As we continue to work on improving the descriptive detail in the kids’ writing, I thought it would be fun to integrate some art.

Using a piece from the ArtNC website called The Eruption of Mt. Vesuvius, we started with a VTS-style discussion about the painting. The purpose of the discussion was to get the children to look more closely at the image and take note of all of its details. One at a time, the children talked about the specific things they saw in the work, at times building on what someone else said or sharing a new discovery. I pushed them to provide further details if they offered a vague statement but for the most part, they noticed things I hadn’t even seen.

I have a poster of the work but thought it would be easier for them to see if I projected it from my computer. At some point, one of the kids asked if they could pull it up on their iPad somehow because the darker parts were hard to see… brilliant!
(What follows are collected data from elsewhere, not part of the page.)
#[cfg(test)]
mod tests {
    use super::*;
    use crate::conversation::domain::{ModelRequest, Usage};
    use crate::conversation::ports::MockModelService;
    use crate::event::{EventKind, InMemoryEventPublisher};
    use crate::session::domain::SessionId;
    use crate::tool::adapters::echo_tool;
    use mockable::DefaultClock;
    use mockall::Sequence;
    use rstest::{fixture, rstest};
    use serde_json::json;

    fn response(content: Vec<ContentBlock>, stop_reason: StopReason) -> ModelResponse {
        ModelResponse {
            id: "msg_1".to_owned(),
            model: "claude-sonnet".to_owned(),
            content,
            stop_reason: Some(stop_reason),
            usage: Usage::default(),
        }
    }

    fn tool_use(id: &str) -> ContentBlock {
        ContentBlock::ToolUse {
            id: id.to_owned(),
            name: "echo".to_owned(),
            input: json!({"message": "hi"}),
        }
    }

    #[fixture]
    fn conversation() -> Conversation {
        let conversation = Conversation::new(SessionId::new(), "claude-sonnet", &DefaultClock)
            .expect("valid model");
        conversation
            .add_tool(echo_tool(&DefaultClock).expect("valid tool"), &DefaultClock)
            .expect("open conversation");
        conversation.clear_events();
        conversation
    }

    fn service(
        model: MockModelService,
        publisher: &Arc<InMemoryEventPublisher>,
    ) -> ConversationTurnService<MockModelService, InMemoryEventPublisher, DefaultClock> {
        ConversationTurnService::new(Arc::new(model), Arc::clone(publisher), Arc::new(DefaultClock))
    }

    #[rstest]
    #[tokio::test]
    async fn plain_reply_completes_in_one_round_trip(conversation: Conversation) {
        let mut model = MockModelService::new();
        model
            .expect_create_message()
            .times(1)
            .returning(|_| Ok(response(vec![ContentBlock::text("Hello!")], StopReason::EndTurn)));
        let publisher = Arc::new(InMemoryEventPublisher::new());

        let outcome = service(model, &publisher)
            .send_user_message(&conversation, vec![ContentBlock::text("Hi")])
            .await
            .expect("turn succeeds");

        assert_eq!(outcome.round_trips, 1);
        assert_eq!(conversation.message_count(), 2);
        let published = publisher.published();
        assert!(published
            .iter()
            .all(|event| matches!(event.kind(), EventKind::MessageAdded { .. })));
        assert_eq!(published.len(), 2);
    }

    #[rstest]
    #[tokio::test]
    async fn tool_use_is_answered_with_tool_results(conversation: Conversation) {
        let mut model = MockModelService::new();
        let mut sequence = Sequence::new();
        model
            .expect_create_message()
            .times(1)
            .in_sequence(&mut sequence)
            .returning(|_| Ok(response(vec![tool_use("toolu_1")], StopReason::ToolUse)));
        model
            .expect_create_message()
            .times(1)
            .in_sequence(&mut sequence)
            .withf(|request: &ModelRequest| {
                request.messages.last().and_then(|message| message.content.first())
                    == Some(&ContentBlock::tool_result("toolu_1", json!("hi"), false))
            })
            .returning(|_| {
                Ok(response(
                    vec![ContentBlock::text("It said hi.")],
                    StopReason::EndTurn,
                ))
            });
        let publisher = Arc::new(InMemoryEventPublisher::new());

        let outcome = service(model, &publisher)
            .send_user_message(&conversation, vec![ContentBlock::text("Echo hi")])
            .await
            .expect("turn succeeds");

        assert_eq!(outcome.round_trips, 2);
        assert_eq!(conversation.message_count(), 4);
    }

    #[rstest]
    #[tokio::test]
    async fn unknown_tool_is_reported_to_model(conversation: Conversation) {
        let mut model = MockModelService::new();
        let mut sequence = Sequence::new();
        model
            .expect_create_message()
            .times(1)
            .in_sequence(&mut sequence)
            .returning(|_| {
                Ok(response(
                    vec![ContentBlock::ToolUse {
                        id: "toolu_9".to_owned(),
                        name: "missing".to_owned(),
                        input: json!({}),
                    }],
                    StopReason::ToolUse,
                ))
            });
        model
            .expect_create_message()
            .times(1)
            .in_sequence(&mut sequence)
            .returning(|_| Ok(response(vec![ContentBlock::text("ok")], StopReason::EndTurn)));
        let publisher = Arc::new(InMemoryEventPublisher::new());

        service(model, &publisher)
            .send_user_message(&conversation, vec![ContentBlock::text("go")])
            .await
            .expect("turn succeeds");

        let tool_message = conversation
            .messages()
            .into_iter()
            .nth(2)
            .expect("tool result message");
        assert!(matches!(
            tool_message.content().first(),
            Some(ContentBlock::ToolResult { is_error: true, .. })
        ));
    }

    #[rstest]
    #[tokio::test]
    async fn endless_tool_use_hits_round_trip_limit(conversation: Conversation) {
        let mut model = MockModelService::new();
        model
            .expect_create_message()
            .times(MAX_MODEL_ROUND_TRIPS)
            .returning(|_| Ok(response(vec![tool_use("toolu_loop")], StopReason::ToolUse)));
        let publisher = Arc::new(InMemoryEventPublisher::new());

        let result = service(model, &publisher)
            .send_user_message(&conversation, vec![ContentBlock::text("loop")])
            .await;

        assert!(matches!(
            result,
            Err(ConversationTurnError::RoundTripLimit { limit }) if limit == MAX_MODEL_ROUND_TRIPS
        ));
    }

    #[rstest]
    #[tokio::test]
    async fn model_failure_still_publishes_user_message(conversation: Conversation) {
        let mut model = MockModelService::new();
        model
            .expect_create_message()
            .times(1)
            .returning(|_| Err(ModelServiceError::InvalidRequest("too long".to_owned())));
        let publisher = Arc::new(InMemoryEventPublisher::new());

        let result = service(model, &publisher)
            .send_user_message(&conversation, vec![ContentBlock::text("Hi")])
            .await;

        assert!(matches!(result, Err(ConversationTurnError::Model(_))));
        assert_eq!(publisher.published().len(), 1);
    }

    #[rstest]
    #[tokio::test]
    async fn retrying_after_model_failure_reuses_the_unanswered_message(
        conversation: Conversation,
    ) {
        let mut model = MockModelService::new();
        let mut sequence = Sequence::new();
        model
            .expect_create_message()
            .times(1)
            .in_sequence(&mut sequence)
            .returning(|_| Err(ModelServiceError::InvalidRequest("transient".to_owned())));
        model
            .expect_create_message()
            .times(1)
            .in_sequence(&mut sequence)
            .withf(|request: &ModelRequest| request.messages.len() == 1)
            .returning(|_| Ok(response(vec![ContentBlock::text("Hello!")], StopReason::EndTurn)));
        let publisher = Arc::new(InMemoryEventPublisher::new());
        let turns = service(model, &publisher);

        let first = turns
            .send_user_message(&conversation, vec![ContentBlock::text("Hi")])
            .await;
        assert!(matches!(first, Err(ConversationTurnError::Model(_))));

        let outcome = turns
            .send_user_message(&conversation, vec![ContentBlock::text("Hi")])
            .await
            .expect("retry succeeds");

        assert_eq!(outcome.round_trips, 1);
        let roles: Vec<Role> = conversation.messages().iter().map(Message::role).collect();
        assert_eq!(roles, [Role::User, Role::Assistant]);
    }

    #[rstest]
    #[tokio::test]
    async fn pending_turn_is_resumed_before_new_content(conversation: Conversation) {
        let mut model = MockModelService::new();
        let mut sequence = Sequence::new();
        model
            .expect_create_message()
            .times(1)
            .in_sequence(&mut sequence)
            .returning(|_| Ok(response(Vec::new(), StopReason::EndTurn)));
        model
            .expect_create_message()
            .times(2)
            .in_sequence(&mut sequence)
            .returning(|_| Ok(response(vec![ContentBlock::text("ok")], StopReason::EndTurn)));
        let publisher = Arc::new(InMemoryEventPublisher::new());
        let turns = service(model, &publisher);

        turns
            .send_user_message(&conversation, vec![ContentBlock::text("first")])
            .await
            .expect("empty reply still ends the turn");
        let blocked = turns
            .send_user_message(&conversation, vec![ContentBlock::text("second")])
            .await;
        assert!(matches!(
            blocked,
            Err(ConversationTurnError::TurnPending { conversation_id })
                if conversation_id == conversation.id()
        ));
        assert_eq!(conversation.message_count(), 1);

        turns.resume_turn(&conversation).await.expect("resume succeeds");
        turns
            .send_user_message(&conversation, vec![ContentBlock::text("second")])
            .await
            .expect("next message is accepted");

        assert_eq!(conversation.message_count(), 4);
    }

    #[rstest]
    #[tokio::test]
    async fn resume_without_pending_message_is_rejected(conversation: Conversation) {
        let mut model = MockModelService::new();
        model.expect_create_message().never();
        let publisher = Arc::new(InMemoryEventPublisher::new());

        let result = service(model, &publisher).resume_turn(&conversation).await;

        assert!(matches!(result, Err(ConversationTurnError::NothingToResume { .. })));
    }
}
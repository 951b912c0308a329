//! Conversations with a language model.
//!
//! - Domain types in [`domain`]
//! - Port contracts in [`ports`]
//! - Adapter implementations in [`adapters`]
//! - Orchestration services in [`services`]

pub mod adapters;
pub mod domain;
pub mod ports;
pub mod services;
//! Error types for tool validation and execution.

use crate::error::ErrorKind;
use std::sync::Arc;
use std::time::Duration;
use thiserror::Error;

/// Errors returned while constructing tool values.
#[derive(Debug, Clone, Error, PartialEq, Eq)]
pub enum ToolDomainError {
    /// The tool name is empty after trimming.
    #[error("tool name must not be empty")]
    EmptyToolName,

    /// The tool name does not match `[A-Za-z][A-Za-z0-9_-]{0,63}`.
    #[error(
        "tool name '{0}' is invalid (must start with a letter and contain only letters, digits, '_' or '-', at most 64 characters)"
    )]
    InvalidToolName(String),

    /// The tool description is empty after trimming.
    #[error("tool description must not be empty")]
    EmptyToolDescription,

    /// The input schema is not a JSON object.
    #[error("tool input schema must be a JSON object")]
    InvalidInputSchema,

    /// A zero timeout would expire every invocation immediately.
    #[error("tool timeout must be greater than zero")]
    ZeroTimeout,
}

impl ToolDomainError {
    /// Returns the coarse error category.
    #[must_use]
    pub const fn kind(&self) -> ErrorKind {
        ErrorKind::Validation
    }
}

/// Failure type returned by tool executors.
pub type ExecutorError = Box<dyn std::error::Error + Send + Sync>;

/// The distinguishable failure outcomes of a tool invocation.
///
/// A missing executor is deliberately absent here: it produces an
/// error-flagged [`super::ToolResult`] instead of an error.
#[derive(Debug, Clone, Error)]
pub enum ToolExecutionError {
    /// The executor ran and reported a failure.
    #[error("tool '{tool}' failed: {cause}")]
    Executor {
        /// Tool name.
        tool: String,
        /// Error reported by the executor.
        cause: Arc<dyn std::error::Error + Send + Sync>,
    },

    /// The tool's own timeout elapsed before the executor finished.
    #[error("tool '{tool}' timed out after {}ms", timeout.as_millis())]
    DeadlineExceeded {
        /// Tool name.
        tool: String,
        /// The timeout that elapsed.
        timeout: Duration,
    },

    /// The caller cancelled the invocation.
    #[error("tool '{tool}' was cancelled")]
    Cancelled {
        /// Tool name.
        tool: String,
    },

    /// The executor panicked.
    #[error("tool '{tool}' panicked during execution")]
    Panicked {
        /// Tool name.
        tool: String,
    },
}

impl ToolExecutionError {
    /// Returns `true` when the failure was caused by the tool timeout.
    #[must_use]
    pub const fn is_deadline_exceeded(&self) -> bool {
        matches!(self, Self::DeadlineExceeded { .. })
    }
}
The best thing about them having the painting right there in front of them was the ability to zoom in and see smaller parts of it with much more clarity than I could offer on the big screen. When a student mentioned a specific part of the piece, we could all go to it together, just like we do when we analyze a piece of text. Next time we do a VTS lesson, I will make sure it’s on a day when we have the iPads!

For the second part of the lesson, we made a T-chart in our writing notebooks. We titled the left side Nouns and I set the timer for three minutes, asking them to list all the nouns they could see in the painting independently. After the time went off, we spent another three minutes sharing words as a group. This gave us a chance to add to our own lists and check to make sure that all of the nouns were, in fact, nouns. We repeated the same process with a list of Adjectives on the right side and looked for more ‘juicy’ versions if a more common adjective was provided.


With our lists complete, I presented the challenge of a Six-Word Story. “What?! You can’t write a whole story in six words!” was the immediate response. “How is that even possible?” “Does it have to be a sentence?” After some discussion and a bit more complaining (okay, a lot more) they got to work. As they came up with their initial stories, I offered to tweet them on our classroom Twitter page. This always motivates them in a way I can’t quite explain. You can visit our feed for more but here are a few of our favorites:


I realized as I was typing up their stories that I had forgotten to tell them that they could ONLY use the nouns and adjectives from their list. Oops. There wasn’t enough time remaining to do that today so as we revise, I will ask them to do just that. I do like to give them freedom to alter assignments to suit their own style but I think in this case their writing would have been stronger and more descriptive if they eliminated all the other words.